Learning The History To Live With The History
It’s no news that Africa is a rich continent. From oil to diamonds, timber and other natural resources, Africa takes pride in being a continent of possibilities. However, African countries face major challenges due to factors such as mismanagement of these resources and corruption. High levels of corruption, lack of policies on wealth management, poor resource allocation, exploitation, and political instability are some of the factors that affect the continent in a major way. These factors need to be addressed to enable African countries to benefit from the abundant resources in their hands. There is resilience from different sectors in trying to regain and repurpose Africa’s growth and economy; however, there is a long way to go. With things moving into a more digital space, there is hope if more and more Africans gain access to this digital world.

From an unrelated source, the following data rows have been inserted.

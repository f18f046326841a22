// Copyright 2025 Eric Jingryd (tidynest@proton.me)
//
// Licensed under the Apache License, Version 2.0 (the "License");
// you may not use this file except in compliance with the License.
// You may obtain a copy of the License at
//
//     http://www.apache.org/licenses/LICENSE-2.0
//
// Unless required by applicable law or agreed to in writing, software
// distributed under the License is distributed on an "AS IS" BASIS,
// WITHOUT WARRANTIES OR CONDITIONS OF ANY KIND, either express or implied.
// See the License for the specific language governing permissions and
// limitations under the License.

//! API error types

use reqwest::StatusCode;
use serde::Deserialize;
use thiserror::Error;

/// Errors returned by API calls
///
/// Every variant carries owned strings so errors can cross the worker
/// channel and be shown in dialogs more than once.
#[derive(Clone, Debug, Error, PartialEq)]
pub enum ApiError {
    /// Missing, invalid or inactive API key
    #[error("Unauthorized: {0}")]
    Unauthorized(String),

    /// Question or feedback item does not exist
    #[error("Not found: {0}")]
    NotFound(String),

    /// Too many requests for this key
    #[error("Rate limit exceeded{}", retry_hint(.retry_after))]
    RateLimited {
        /// Seconds until the next request is allowed
        retry_after: Option<u64>,
    },

    /// Any other non-2xx response
    #[error("HTTP error ({status}): {message}")]
    Status {
        /// HTTP status code
        status: u16,
        /// Message from the error body, or the raw body
        message: String,
    },

    /// Server could not be reached
    #[error("Connection error: {0}")]
    Connection(String),

    /// Request timed out
    #[error("Request timeout")]
    Timeout,

    /// Response body is not the expected JSON
    #[error("Invalid response: {0}")]
    Decode(String),

    /// Client could not be constructed
    #[error("Client build error: {0}")]
    Build(String),

    /// Rejected before sending
    #[error("Invalid request: {0}")]
    InvalidRequest(String),
}

/// `{error, message, retryAfter}` body sent with every backend error
#[derive(Debug, Default, Deserialize)]
#[serde(rename_all = "camelCase")]
struct ErrorBody {
    #[serde(default)]
    error: Option<String>,
    #[serde(default)]
    message: Option<String>,
    #[serde(default)]
    retry_after: Option<u64>,
}

impl ApiError {
    /// Maps a non-2xx status and its body to an error
    pub fn from_response(status: StatusCode, body: &str) -> Self {
        let parsed: Option<ErrorBody> = serde_json::from_str(body).ok();
        let message = parsed
            .as_ref()
            .and_then(|b| b.message.clone().or_else(|| b.error.clone()))
            .unwrap_or_else(|| body.trim().to_string());

        match status {
            StatusCode::UNAUTHORIZED => ApiError::Unauthorized(message),
            StatusCode::NOT_FOUND => ApiError::NotFound(message),
            StatusCode::TOO_MANY_REQUESTS => ApiError::RateLimited {
                retry_after: parsed.and_then(|b| b.retry_after),
            },
            _ => ApiError::Status {
                status: status.as_u16(),
                message,
            },
        }
    }
}

fn retry_hint(retry_after: &Option<u64>) -> String {
    retry_after
        .map(|secs| format!(", retry after {}s", secs))
        .unwrap_or_default()
}

impl From<reqwest::Error> for ApiError {
    fn from(err: reqwest::Error) -> Self {
        if err.is_timeout() {
            ApiError::Timeout
        } else if err.is_builder() {
            ApiError::Build(err.to_string())
        } else if err.is_decode() {
            ApiError::Decode(err.to_string())
        } else if let Some(status) = err.status() {
            ApiError::Status {
                status: status.as_u16(),
                message: err.to_string(),
            }
        } else {
            ApiError::Connection(err.to_string())
        }
    }
}

impl From<serde_json::Error> for ApiError {
    fn from(err: serde_json::Error) -> Self {
        ApiError::Decode(err.to_string())
    }
}
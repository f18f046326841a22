// Copyright 2025 Eric Jingryd (tidynest@proton.me)
//
// Licensed under the Apache License, Version 2.0 (the "License");
// you may not use this file except in compliance with the License.
// You may obtain a copy of the License at
//
//     http://www.apache.org/licenses/LICENSE-2.0
//
// Unless required by applicable law or agreed to in writing, software
// distributed under the License is distributed on an "AS IS" BASIS,
// WITHOUT WARRANTIES OR CONDITIONS OF ANY KIND, either express or implied.
// See the License for the specific language governing permissions and
// limitations under the License.

//! GTK4 Application wrapper
//!
//! Sets up the GTK4 application lifecycle and creates the main window.
//!
//! # Architecture
//!
//! ```text
//! App (GTK4 Application)
//!   ├─ Creates Controller (which starts the request worker)
//!   ├─ Builds main window from builders::*
//!   ├─ Polls the controller every 50ms
//!   └─ Queues the initial load
//! ```

use gtk4::prelude::*;
use gtk4::{gdk, Application, ApplicationWindow, CssProvider};
use std::rc::Rc;
use tracing::{info, warn};

use crate::api::ApiClient;
use crate::ui::actions::{setup_export_action, setup_quit_action, setup_refresh_action};
use crate::ui::builders::{build_header_bar, build_main_layout, start_event_pump, wire_up_handlers};
use crate::ui::Controller;

pub const APPLICATION_ID: &str = "nl.theorio.Admin";

/// GTK4 Application for question and feedback management
pub struct App {
    /// GTK4 Application instance
    app: Application,
    /// MVC Controller
    controller: Rc<Controller>,
}

impl App {
    /// Creates a new App talking to the API through `client`
    ///
    /// # Returns
    ///
    /// * `Ok(App)` - Worker started, nothing loaded yet
    /// * `Err(String)` - The worker thread could not be started
    ///
    /// # Example
    ///
    /// ```no_run
    /// use theorio_admin::api::ApiClient;
    /// use theorio_admin::ui::App;
    /// use std::time::Duration;
    ///
    /// let client = ApiClient::new("http://127.0.0.1:5001", "key", Duration::from_secs(30))
    ///     .map_err(|e| e.to_string())?;
    /// let app = App::new(client)?;
    /// app.run();
    /// # Ok::<(), String>(())
    /// ```
    pub fn new(client: ApiClient) -> Result<Self, String> {
        let app = Application::builder()
            .application_id(APPLICATION_ID)
            .build();

        let controller = Controller::new(client)
            .map_err(|e| format!("Failed to start request worker: {}", e))?;

        Ok(Self {
            app,
            controller: Rc::new(controller),
        })
    }

    /// Runs the GTK4 main loop; blocks until the application exits
    pub fn run(self) -> glib::ExitCode {
        let controller = self.controller.clone();

        self.app.connect_activate(move |app| {
            Self::build_ui(app, controller.clone());
        });

        // Command-line arguments belong to clap, not GTK
        self.app.run_with_args::<&str>(&[])
    }

    /// Applies `style.css` to the default display
    fn load_css() {
        let Some(display) = gdk::Display::default() else {
            warn!("No display available, skipping custom CSS");
            return;
        };

        let provider = CssProvider::new();
        provider.load_from_string(include_str!("style.css"));

        gtk4::style_context_add_provider_for_display(
            &display,
            &provider,
            gtk4::STYLE_PROVIDER_PRIORITY_APPLICATION,
        );
    }

    /// Builds the main window UI when the application activates
    fn build_ui(app: &Application, controller: Rc<Controller>) {
        Self::load_css();

        let window = ApplicationWindow::builder()
            .application(app)
            .title("Theorio Admin")
            .default_width(1100)
            .default_height(800)
            .build();

        let layout = build_main_layout(controller.clone());
        window.set_titlebar(Some(&build_header_bar(&layout.stack)));
        window.set_child(Some(&layout.root));

        wire_up_handlers(&window, controller.clone(), &layout);
        setup_quit_action(app);
        setup_refresh_action(app, controller.clone());
        setup_export_action(app, &window, controller.clone());

        start_event_pump(&window, controller.clone(), &layout);

        info!("Main window ready, loading data");
        controller.refresh();
        layout.status_banner.set_pending(controller.pending());

        window.present();
    }
}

Whatever Is Natural To Us Is Necessary
There is merit in the way African countries have handled the Covid-19 pandemic’s impact on everything and everyone. With countries such as Rwanda, Togo and Tunisia gaining popularity over their response to the pandemic and South Africa being praised for the way they handled lockdown, it is evident that our natural resources, of whatever kind, come into play. From small businesses forming out of gardens in homes to impactful and relevant African conversations and content placing Africa in the spotlight, it is through our own use of our own capabilities, resources and talents that we are able to sustain ourselves and therefore change the position of the economy. Plus, we get to showcase Africa to the world.
We’re No Longer Shy About Having Difficult Conversations
It is beautiful to see African countries opening up to exposing hard truths about them and asking for assistance from other countries. It is even better to see other African countries standing in support and solidarity behind each other. Through collaborations for projects, products and services, as well as collectively working towards debunking and dismantling oppressive systems, Africa’s fightback has and always will be a force to be reckoned with. It hasn’t been easy, and suffering has been visible, but it is through working together that we are able to get somewhere.
The way we respond to challenges now is also a representation of our history. Awareness of how the leaders before us dealt with oppression (though it may be a different sort this time) has made us either follow the same paths or adjust ours to fit our narrative. For example, the women of South Africa in 1956 fought against the apartheid government's control over the movement of black women in urban areas, and the women of Africa today are fighting for equal rights, opportunities and pay. This shows that as the struggle continues, so does resilience.
A Better Future For All Awaits
Africa is growing and changing. Socio-economic development in African countries has been the backbone of most of them – from infrastructure development to digital literacy and creating ways to fund programs that help more and more industries. The most important thing in the African history timeline is knowing and understanding the history of our own wealth and resources. Once that has been achieved, aiding in preserving and distributing resources will also be possible. DBSA, much like a lot of other development finance institutions, pride themselves on being able to identify what Africa needs to develop and assist in acquiring some of them. For example, our infrastructure fund addresses the need for blended finance to enable the efficient execution of socio-economic infrastructure programmes and projects in South Africa.
Diversity In Leadership
Africa has been operating under systems that favour the male more, and as the world adjusts to the new normal, it is evident that leadership needs to be re-evaluated and adjusted. The need for more human resources begets the need to train and educate everyone, women included. The notion that women will not be given access to the same career and education opportunities is a thing of the past. Now, for the sake of the economy and for the sake of creating a better world for all, we need to create and continue rooting for opportunities for women, people of colour, and those who have long been marginalised to lead and take charge.
It is possible to learn from our history in an effort for a better future. But, we must not hold back on providing and dissecting said history. If we open up conversations around all of our challenges, hindrances and more, we stand a better chance at coming up with a collective solution that is going to benefit us all. While we know every war has its casualties, it is paramount to remain in the mission to create better access to opportunities, education and history that reside in our beautiful and rich roots.